**Task to complete**
Search the entries for lines with the string "ExitCode" and say how many there are, giving only the number.

**Given entries**
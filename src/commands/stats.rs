//! `eisen stats`: dashboard counts for a time window.
//!
//! Prints totals, completion rate, the per-quadrant breakdown and the most
//! recently created tasks of the window.

use super::open_repository;
use crate::{
    libs::{messages::Message, stats, view::View, window},
    msg_info, msg_print,
};
use anyhow::Result;
use chrono::{Local, NaiveDate};
use clap::Args;

const RECENT_LIMIT: usize = 5;

#[derive(Debug, Args)]
pub struct StatsArgs {
    /// day, week, month, year or custom
    #[arg(short, long, default_value = "week")]
    window: String,
    /// First day of a custom window (YYYY-MM-DD)
    #[arg(long, requires = "to")]
    from: Option<NaiveDate>,
    /// Last day of a custom window (YYYY-MM-DD)
    #[arg(long, requires = "from")]
    to: Option<NaiveDate>,
}

pub async fn cmd(args: StatsArgs) -> Result<()> {
    let repository = open_repository()?;
    let tasks = repository.list().await?;

    let range = args.from.zip(args.to);
    let window = window::Window::from_kind(&args.window, range);
    let filtered = window::filter(&tasks, &window, &Local::now());

    msg_print!(Message::StatsHeader(window.to_string()), true);
    View::stats(&stats::aggregate(&filtered));

    msg_print!(Message::QuadrantBreakdownHeader, true);
    View::quadrants(&stats::quadrant_breakdown(&filtered));

    let recent = stats::recent(&filtered, RECENT_LIMIT);
    if recent.is_empty() {
        msg_info!(Message::TasksNotFound);
        return Ok(());
    }
    msg_print!(Message::RecentTasksHeader, true);
    View::tasks(&recent);

    Ok(())
}
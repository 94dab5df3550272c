use eisen::commands::Cli;
use eisen::libs::messages::macros::is_debug_mode;
use eisen::msg_error;
use std::process::ExitCode;
use tracing_subscriber::EnvFilter;

#[tokio::main]
async fn main() -> ExitCode {
    if is_debug_mode() {
        tracing_subscriber::fmt()
            .with_env_filter(EnvFilter::try_from_default_env().unwrap_or_else(|_| EnvFilter::new("eisen=debug")))
            .init();
    }

    match Cli::menu().await {
        Ok(()) => ExitCode::SUCCESS,
        Err(e) => {
            msg_error!(e);
            ExitCode::FAILURE
        }
    }
}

**Response**
4